• Records for processing
::::::

fn encode_variable(
    record: &ItemRecord,
    version: ItemVersion,
    kind: &ItemType,
    affixes: &dyn AffixOracle,
) -> Result<BitBuffer, CodecError> {
    let flags = record.normalized_flags();
    let char_width = version.text_char_width();
    let mut data = BitBuffer::new();
    let mut cursor = 0;

    if version.has_jm_marker() {
        data.set_bits(&mut cursor, MARKER_BITS, u32::from(ItemVersion::JM_MARKER));
    }
    data.set_bits(&mut cursor, FLAGS_BITS, flags.bits());
    let tag = version_tag(record, version)?;
    data.set_bits(&mut cursor, version.version_tag_width(), u32::from(tag));
    data.set_bits(&mut cursor, RawLocation::WIDTH, location_bits(&record.location)?);

    if let Some(ear) = &record.ear {
        validate_text(&ear.name, char_width)?;
        put(&mut data, &mut cursor, EAR_CLASS_BITS, FieldId::Ear, u32::from(ear.class))?;
        put(&mut data, &mut cursor, EAR_LEVEL_BITS, FieldId::Ear, u32::from(ear.level))?;
        data.write_text(&mut cursor, &ear.name, char_width);
        return Ok(data);
    }

    data.set_bits(&mut cursor, CODE_BITS, record.code.to_bits());
    data.set_bits(&mut cursor, CHILDREN_BITS, children_count(record)?);

    let Some(ext) = &record.extended else {
        return Ok(data);
    };
    write_extended(&mut data, &mut cursor, ext, flags, version, kind, affixes)?;
    Ok(data)
}

fn write_optional(
    data: &mut BitBuffer,
    cursor: &mut usize,
    width: u32,
    field: FieldId,
    value: Option<u32>,
) -> Result<(), CodecError> {
    match value {
        Some(value) => {
            data.set_bits(cursor, 1, 1);
            put(data, cursor, width, field, value)
        }
        None => {
            data.set_bits(cursor, 1, 0);
            Ok(())
        }
    }
}

fn write_extended(
    data: &mut BitBuffer,
    cursor: &mut usize,
    ext: &ExtendedRecord,
    flags: ItemFlags,
    version: ItemVersion,
    kind: &ItemType,
    affixes: &dyn AffixOracle,
) -> Result<(), CodecError> {
    data.set_bits(cursor, ITEM_ID_BITS, ext.id);
    put(data, cursor, LEVEL_BITS, FieldId::Level, u32::from(ext.level))?;
    data.set_bits(cursor, Quality::BITS, u32::from(ext.quality.bits()));
    let picture = ext.picture.map(u32::from);
    write_optional(data, cursor, PICTURE_BITS, FieldId::Picture, picture)?;
    let class_affix = ext.class_affix.map(u32::from);
    write_optional(data, cursor, CLASS_AFFIX_BITS, FieldId::ClassAffix, class_affix)?;

    let quality_data = ext.quality_data.shaped_for(ext.quality);
    quality_data.check_widths()?;
    quality_data.validate(affixes)?;
    quality_data.write_variable(data, cursor);

    if let Some(runeword) = ext.runeword {
        if !version.supports_runewords() {
            return Err(CodecError::UnsupportedSection {
                section: "runeword",
                version,
            });
        }
        if affixes.runeword(runeword.id).is_none() {
            return Err(CodecError::UnknownAffix {
                kind: AffixKind::Runeword,
                id: runeword.id,
            });
        }
        put(data, cursor, RUNEWORD_ID_BITS, FieldId::Runeword, u32::from(runeword.id))?;
        put(data, cursor, RUNEWORD_EXTRA_BITS, FieldId::Runeword, u32::from(runeword.extra))?;
    }

    if let Some(name) = &ext.personalized_name {
        validate_text(name, version.text_char_width())?;
        data.write_text(cursor, name, version.text_char_width());
    }

    if kind.is(ItemTypeFlags::TOME) {
        put(data, cursor, TOME_BITS, FieldId::TomeCharge, u32::from(ext.tome_charge))?;
    }

    match ext.realm {
        Some(words) => {
            data.set_bits(cursor, 1, 1);
            for word in words {
                data.set_bits(cursor, 32, word);
            }
        }
        None => data.set_bits(cursor, 1, 0),
    }

    if kind.has_defense() {
        let defense = u32::from(ext.defense) + DEFENSE_BIAS;
        put(data, cursor, version.defense_width(), FieldId::Defense, defense)?;
    }

    if kind.has_durability() {
        data.set_bits(cursor, MAX_DURABILITY_BITS, u32::from(ext.durability.max));
        if ext.durability.max > 0 {
            let current = u32::from(ext.durability.current);
            put(data, cursor, version.current_durability_width(), FieldId::Durability, current)?;
        }
    }

    if kind.is(ItemTypeFlags::STACKABLE) {
        put(data, cursor, QUANTITY_BITS, FieldId::Quantity, u32::from(ext.quantity))?;
    }

    if flags.contains(ItemFlags::SOCKETED) {
        put(data, cursor, SOCKETS_BITS, FieldId::SocketCount, u32::from(ext.socket_count))?;
    }

    let set_mask = if ext.quality == Quality::Set {
        put(data, cursor, SET_MASK_BITS, FieldId::SetBonusMask, u32::from(ext.set_mask))?;
        ext.set_mask
    } else {
        0
    };

    write_list(data, cursor, FieldId::MagicProperties, &ext.magic_properties, affixes)?;
    let mut set_lists = ext.set_properties.iter();
    for bit in 0..SET_MASK_BITS {
        if set_mask & (1 << bit) != 0 {
            let list = set_lists.next().map(Vec::as_slice).unwrap_or(&[]);
            write_list(data, cursor, FieldId::SetProperties, list, affixes)?;
        }
    }
    if ext.runeword.is_some() {
        let list = &ext.runeword_properties;
        write_list(data, cursor, FieldId::RunewordProperties, list, affixes)?;
    }
    Ok(())
}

::::::

• Prompt
Would you please show every line of the material above that includes the string "BitBuffer"?

• Finished exercise
) -> Result<BitBuffer, CodecError> {
    let mut data = BitBuffer::new();
    data: &mut BitBuffer,
    data: &mut BitBuffer,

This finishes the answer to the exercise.